Originally posted by Shane
lol.. read the description...
http://cgi.ebay.com/ws/eBayISAPI.dll?ViewItem&category=1189&item=3186667889&rd=1
Gotta appreciate his honesty!
A bit verbose, though. Something tells me this is his only form of communication with the outside world. Either that or he's retired with nothing to do but wait for the paint to cure on his current project.
Some useful bits of wisdom:
. It is faster and easier to make your own production schedule in order to use your skills all at once. Curb your enthusiasm by building 5 or 10 kits of similar subject all at once. This allows you to do one certain function over and over increasing your skill and cutting down on the time needed to perform the function. After you've trimmed and prepared 10 kits for painting, your thirst for modeling will be slaked for awhile and all the glue and paint will be bone dry by the time you get back to work. Group Modeling also allows you to 'warm up' on lesser kits before you work on the 'main event'.
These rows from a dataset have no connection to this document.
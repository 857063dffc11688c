//! scout-search: gitignore-aware code search
//!
//! Content search (grep) and filename search (glob) over a directory tree,
//! skipping hidden entries, gitignored paths, and binary files. When a
//! ripgrep binary is on PATH the scan is delegated to it; otherwise an
//! internal walker produces the same results. Both paths rank results by
//! file modification time, newest first.

pub mod binary;
mod ripgrep;
mod walk;

use globset::GlobBuilder;
use regex::Regex;
use std::path::{Path, PathBuf};
use std::sync::OnceLock;
use std::time::SystemTime;
use thiserror::Error;
use tokio_util::sync::CancellationToken;

/// Result type alias using scout-search Error
pub type Result<T> = std::result::Result<T, Error>;

#[derive(Error, Debug)]
pub enum Error {
    #[error("invalid pattern: {0}")]
    Pattern(#[from] regex::Error),

    #[error("invalid glob: {0}")]
    Glob(#[from] globset::Error),

    #[error("IO error: {0}")]
    Io(#[from] std::io::Error),

    #[error("search cancelled")]
    Cancelled,

    #[error("ripgrep error: {0}")]
    Ripgrep(String),
}

/// A single grep hit
#[derive(Debug, Clone, PartialEq, Eq)]
pub struct Match {
    pub path: PathBuf,
    pub line_number: u64,
    pub line: String,
    pub modified: SystemTime,
}

/// A file found by glob
#[derive(Debug, Clone, PartialEq, Eq)]
pub struct FileInfo {
    pub path: PathBuf,
    pub modified: SystemTime,
}

/// Options for content search
#[derive(Debug, Clone)]
pub struct GrepOptions {
    /// Glob filter tried against the bare filename and the root-relative path
    pub include: Option<String>,
    /// Cap on returned matches (the newest survive)
    pub max_matches: usize,
    /// Longer matched lines are cut here with a `...` marker
    pub max_line_length: usize,
}

impl Default for GrepOptions {
    fn default() -> Self {
        Self {
            include: None,
            max_matches: 100,
            max_line_length: 2000,
        }
    }
}

/// Options for filename search
#[derive(Debug, Clone)]
pub struct GlobOptions {
    /// Cap on returned files (the newest survive)
    pub max_files: usize,
}

impl Default for GlobOptions {
    fn default() -> Self {
        Self { max_files: 100 }
    }
}

/// Whether a [`SearchEngine`] may delegate to an installed ripgrep binary
#[derive(Debug, Clone, Copy, PartialEq, Eq)]
pub enum RipgrepCapability {
    /// Probe PATH once, lazily, on first use
    Auto,
    /// Always use the internal walker
    Disabled,
}

/// How many results beyond the cap are collected before ranking, so the cap
/// keeps the globally newest matches rather than the first encountered.
const OVERSCAN: usize = 20;

/// Search over a directory tree
pub struct SearchEngine {
    capability: RipgrepCapability,
    available: OnceLock<bool>,
}

impl Default for SearchEngine {
    fn default() -> Self {
        Self::new()
    }
}

impl SearchEngine {
    pub fn new() -> Self {
        Self::with_capability(RipgrepCapability::Auto)
    }

    pub fn with_capability(capability: RipgrepCapability) -> Self {
        Self {
            capability,
            available: OnceLock::new(),
        }
    }

    /// Engine that never shells out, useful for deterministic tests
    pub fn without_ripgrep() -> Self {
        Self::with_capability(RipgrepCapability::Disabled)
    }

    fn ripgrep_available(&self) -> bool {
        match self.capability {
            RipgrepCapability::Disabled => false,
            RipgrepCapability::Auto => *self.available.get_or_init(ripgrep::detect),
        }
    }

    /// Search file contents for a regex pattern.
    ///
    /// Returns up to `max_matches` hits sorted by file modification time,
    /// newest first. The pattern is validated even on the ripgrep path so
    /// both paths reject the same inputs.
    pub async fn grep(
        &self,
        root: &Path,
        pattern: &str,
        options: &GrepOptions,
        cancel: &CancellationToken,
    ) -> Result<Vec<Match>> {
        let regex = Regex::new(pattern)?;
        let include = options
            .include
            .as_deref()
            .map(|p| GlobBuilder::new(p).build().map(|g| g.compile_matcher()))
            .transpose()?;
        let collect_limit = options.max_matches.saturating_mul(OVERSCAN);

        let mut matches = if self.ripgrep_available() {
            match ripgrep::grep(root, pattern, options.include.as_deref(), collect_limit, cancel)
                .await
            {
                Ok(matches) => matches,
                Err(Error::Cancelled) => return Err(Error::Cancelled),
                Err(error) => {
                    tracing::warn!(%error, "ripgrep failed, using internal walker");
                    walk_grep(root, regex, include, collect_limit, cancel).await?
                }
            }
        } else {
            walk_grep(root, regex, include, collect_limit, cancel).await?
        };

        matches.sort_by(|a, b| b.modified.cmp(&a.modified));
        matches.truncate(options.max_matches);
        for item in &mut matches {
            truncate_line(&mut item.line, options.max_line_length);
        }
        Ok(matches)
    }

    /// Find files whose name or root-relative path matches a glob pattern.
    ///
    /// Returns up to `max_files` entries sorted by modification time, newest
    /// first.
    pub async fn glob(
        &self,
        root: &Path,
        pattern: &str,
        options: &GlobOptions,
        cancel: &CancellationToken,
    ) -> Result<Vec<FileInfo>> {
        let matcher = GlobBuilder::new(pattern).build()?.compile_matcher();
        let collect_limit = options.max_files.saturating_mul(OVERSCAN);

        let mut files = if self.ripgrep_available() {
            match ripgrep::glob(root, pattern, collect_limit, cancel).await {
                Ok(files) => files,
                Err(Error::Cancelled) => return Err(Error::Cancelled),
                Err(error) => {
                    tracing::warn!(%error, "ripgrep failed, using internal walker");
                    walk_glob(root, matcher, collect_limit, cancel).await?
                }
            }
        } else {
            walk_glob(root, matcher, collect_limit, cancel).await?
        };

        files.sort_by(|a, b| b.modified.cmp(&a.modified));
        files.truncate(options.max_files);
        Ok(files)
    }
}

async fn walk_grep(
    root: &Path,
    regex: Regex,
    include: Option<globset::GlobMatcher>,
    collect_limit: usize,
    cancel: &CancellationToken,
) -> Result<Vec<Match>> {
    let root = root.to_path_buf();
    let cancel = cancel.clone();
    tokio::task::spawn_blocking(move || {
        walk::grep(&root, &regex, include.as_ref(), collect_limit, &cancel)
    })
    .await
    .map_err(|e| Error::Io(std::io::Error::other(e)))?
}

async fn walk_glob(
    root: &Path,
    matcher: globset::GlobMatcher,
    collect_limit: usize,
    cancel: &CancellationToken,
) -> Result<Vec<FileInfo>> {
    let root = root.to_path_buf();
    let cancel = cancel.clone();
    tokio::task::spawn_blocking(move || walk::glob(&root, &matcher, collect_limit, &cancel))
        .await
        .map_err(|e| Error::Io(std::io::Error::other(e)))?
}

/// Cut a line to `max` characters, appending `...` when anything was dropped.
/// Operates on character boundaries so multi-byte text never splits.
fn truncate_line(line: &mut String, max: usize) {
    if let Some((index, _)) = line.char_indices().nth(max) {
        line.truncate(index);
        line.push_str("...");
    }
}

#[cfg(test)]
mod tests {
    use super::*;
    use std::fs;
    use std::time::{Duration, SystemTime};

    fn set_mtime(path: &Path, age: Duration) {
        let file = fs::File::options().write(true).open(path).unwrap();
        file.set_modified(SystemTime::now() - age).unwrap();
    }

    fn fixture() -> tempfile::TempDir {
        let dir = tempfile::tempdir().unwrap();
        let root = dir.path();
        fs::write(root.join("a.rs"), "fn handler() {}\n").unwrap();
        fs::write(root.join("b.rs"), "fn handler() {}\nfn other() {}\n").unwrap();
        fs::write(root.join("c.rs"), "fn handler() {}\n").unwrap();
        set_mtime(&root.join("a.rs"), Duration::from_secs(3600));
        set_mtime(&root.join("b.rs"), Duration::from_secs(1800));
        set_mtime(&root.join("c.rs"), Duration::from_secs(60));
        dir
    }

    fn names(paths: &[PathBuf]) -> Vec<String> {
        paths
            .iter()
            .map(|p| p.file_name().unwrap().to_string_lossy().into_owned())
            .collect()
    }

    #[tokio::test]
    async fn test_grep_cap_keeps_newest() {
        let dir = fixture();
        let engine = SearchEngine::without_ripgrep();
        let options = GrepOptions {
            max_matches: 2,
            ..Default::default()
        };
        let matches = engine
            .grep(dir.path(), "handler", &options, &CancellationToken::new())
            .await
            .unwrap();
        let paths: Vec<PathBuf> = matches.iter().map(|m| m.path.clone()).collect();
        assert_eq!(names(&paths), vec!["c.rs", "b.rs"]);
    }

    #[tokio::test]
    async fn test_grep_respects_gitignore_and_hidden() {
        let dir = tempfile::tempdir().unwrap();
        let root = dir.path();
        fs::write(root.join(".gitignore"), "vendor/\n").unwrap();
        fs::write(root.join("main.rs"), "fn target() {}\n").unwrap();
        fs::create_dir(root.join("vendor")).unwrap();
        fs::write(root.join("vendor").join("dep.rs"), "fn target() {}\n").unwrap();
        fs::create_dir(root.join(".cache")).unwrap();
        fs::write(root.join(".cache").join("x.rs"), "fn target() {}\n").unwrap();

        let engine = SearchEngine::without_ripgrep();
        let matches = engine
            .grep(
                root,
                "target",
                &GrepOptions::default(),
                &CancellationToken::new(),
            )
            .await
            .unwrap();
        let paths: Vec<PathBuf> = matches.iter().map(|m| m.path.clone()).collect();
        assert_eq!(names(&paths), vec!["main.rs"]);
    }

    #[tokio::test]
    async fn test_grep_include_filter() {
        let dir = tempfile::tempdir().unwrap();
        let root = dir.path();
        fs::write(root.join("app.rs"), "shared_name\n").unwrap();
        fs::write(root.join("app.md"), "shared_name\n").unwrap();
        fs::create_dir(root.join("sub")).unwrap();
        fs::write(root.join("sub").join("deep.rs"), "shared_name\n").unwrap();

        let engine = SearchEngine::without_ripgrep();
        let options = GrepOptions {
            include: Some("*.rs".into()),
            ..Default::default()
        };
        let matches = engine
            .grep(root, "shared_name", &options, &CancellationToken::new())
            .await
            .unwrap();
        let mut found = names(&matches.iter().map(|m| m.path.clone()).collect::<Vec<_>>());
        found.sort();
        assert_eq!(found, vec!["app.rs", "deep.rs"]);
    }

    #[tokio::test]
    async fn test_grep_skips_binary_files() {
        let dir = tempfile::tempdir().unwrap();
        let root = dir.path();
        fs::write(root.join("good.txt"), "needle here\n").unwrap();
        fs::write(root.join("blob.dat"), b"needle\x00\x01\x02".as_slice()).unwrap();

        let engine = SearchEngine::without_ripgrep();
        let matches = engine
            .grep(
                root,
                "needle",
                &GrepOptions::default(),
                &CancellationToken::new(),
            )
            .await
            .unwrap();
        assert_eq!(matches.len(), 1);
        assert!(matches[0].path.ends_with("good.txt"));
    }

    #[tokio::test]
    async fn test_grep_truncates_long_lines() {
        let dir = tempfile::tempdir().unwrap();
        let root = dir.path();
        fs::write(root.join("long.txt"), format!("start {}\n", "x".repeat(100))).unwrap();

        let engine = SearchEngine::without_ripgrep();
        let options = GrepOptions {
            max_line_length: 10,
            ..Default::default()
        };
        let matches = engine
            .grep(root, "start", &options, &CancellationToken::new())
            .await
            .unwrap();
        assert_eq!(matches[0].line, "start xxxx...");
    }

    #[tokio::test]
    async fn test_grep_invalid_pattern() {
        let dir = tempfile::tempdir().unwrap();
        let engine = SearchEngine::without_ripgrep();
        let err = engine
            .grep(
                dir.path(),
                "[unclosed",
                &GrepOptions::default(),
                &CancellationToken::new(),
            )
            .await
            .unwrap_err();
        assert!(matches!(err, Error::Pattern(_)));
    }

    #[tokio::test]
    async fn test_grep_cancelled() {
        let dir = fixture();
        let engine = SearchEngine::without_ripgrep();
        let cancel = CancellationToken::new();
        cancel.cancel();
        let err = engine
            .grep(dir.path(), "handler", &GrepOptions::default(), &cancel)
            .await
            .unwrap_err();
        assert!(matches!(err, Error::Cancelled));
    }

    #[tokio::test]
    async fn test_glob_newest_first() {
        let dir = fixture();
        let engine = SearchEngine::without_ripgrep();
        let files = engine
            .glob(
                dir.path(),
                "*.rs",
                &GlobOptions::default(),
                &CancellationToken::new(),
            )
            .await
            .unwrap();
        let paths: Vec<PathBuf> = files.iter().map(|f| f.path.clone()).collect();
        assert_eq!(names(&paths), vec!["c.rs", "b.rs", "a.rs"]);
    }

    #[tokio::test]
    async fn test_glob_recursive_pattern() {
        let dir = tempfile::tempdir().unwrap();
        let root = dir.path();
        fs::create_dir_all(root.join("src").join("inner")).unwrap();
        fs::write(root.join("src").join("inner").join("deep.toml"), "x").unwrap();
        fs::write(root.join("top.toml"), "y").unwrap();

        let engine = SearchEngine::without_ripgrep();
        let files = engine
            .glob(
                root,
                "**/*.toml",
                &GlobOptions::default(),
                &CancellationToken::new(),
            )
            .await
            .unwrap();
        assert_eq!(files.len(), 2);
    }

    #[tokio::test]
    async fn test_ripgrep_and_walker_agree_on_non_git_gitignore() {
        // The fixture is not a git repository, so this pins the behavior that
        // both paths still honor .gitignore there (rg needs --no-require-git
        // for that). Degrades to walker-vs-walker on hosts without rg.
        let dir = tempfile::tempdir().unwrap();
        let root = dir.path();
        fs::write(root.join(".gitignore"), "vendor/\n").unwrap();
        fs::write(root.join("main.rs"), "fn handler() {}\n").unwrap();
        fs::create_dir(root.join("vendor")).unwrap();
        fs::write(root.join("vendor").join("dep.rs"), "fn handler() {}\n").unwrap();

        let with_rg = SearchEngine::new();
        let without = SearchEngine::without_ripgrep();

        let options = GrepOptions::default();
        let cancel = CancellationToken::new();
        let a = with_rg
            .grep(root, "handler", &options, &cancel)
            .await
            .unwrap();
        let b = without
            .grep(root, "handler", &options, &cancel)
            .await
            .unwrap();

        let key = |m: &Match| (m.path.clone(), m.line_number);
        let mut ka: Vec<_> = a.iter().map(key).collect();
        let mut kb: Vec<_> = b.iter().map(key).collect();
        ka.sort();
        kb.sort();
        assert_eq!(ka, kb);
        assert_eq!(names(&ka.iter().map(|(p, _)| p.clone()).collect::<Vec<_>>()), vec!["main.rs"]);
    }
}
Maybe not 10 at a time. I find 2 or 3 at a time to be sufficient. I'll start 2 or 3 at once, set the better kits aside, practice on the cheaper kit and finish it (or declare it total crap and send it back to its box), then come back and finish the 2 better kits.
Scale Modeling is about what an object looks like from the distance the scale provides. If your eye is one inch from a 1/72 scale model it is like being Six Feet from the Full Scale Object. @ 1/72 scale the Nozzle of your AirBrush is the size of a Sewer Pipe. Since CamoPatterns Spray painted look solid from three feet and the tight curves and corners, nooks and crannies and engraved detail of scale models are a nightmare to spray paint, why would the Model Industry Promote Spray Painting when Brush Painting is Easier, Faster, and far Safer? Atomized Paint is so Dangerous that most Industrial Painting is done by Robots.
A good point I hadn't considered. I brush paint anyway, not so much for scale authenticity as for ease of use and safety.
. A Model Magazine is like PornoGraphy for Modelers, showing Guys Doing Beautiful Models with Equipment and Skills you Don't Have. Modeling Can Be Fun, Real Fun, if you don't get Bogged Down in Overly Complex Methods.
I hear ya, brother! I've gotten some good advice on things to try on kits I build, but I have yet to do any sort of resin-cockpit add-on like the ones that are in just about every model how-to in the mags. If a cockpit is missing detail, I just scratch build a couple of squares for a radio and trim some sprue for knobs, levers, and switches. For a reference I use the "Down/Left" and "Down/Right" views of airplanes in Aces High.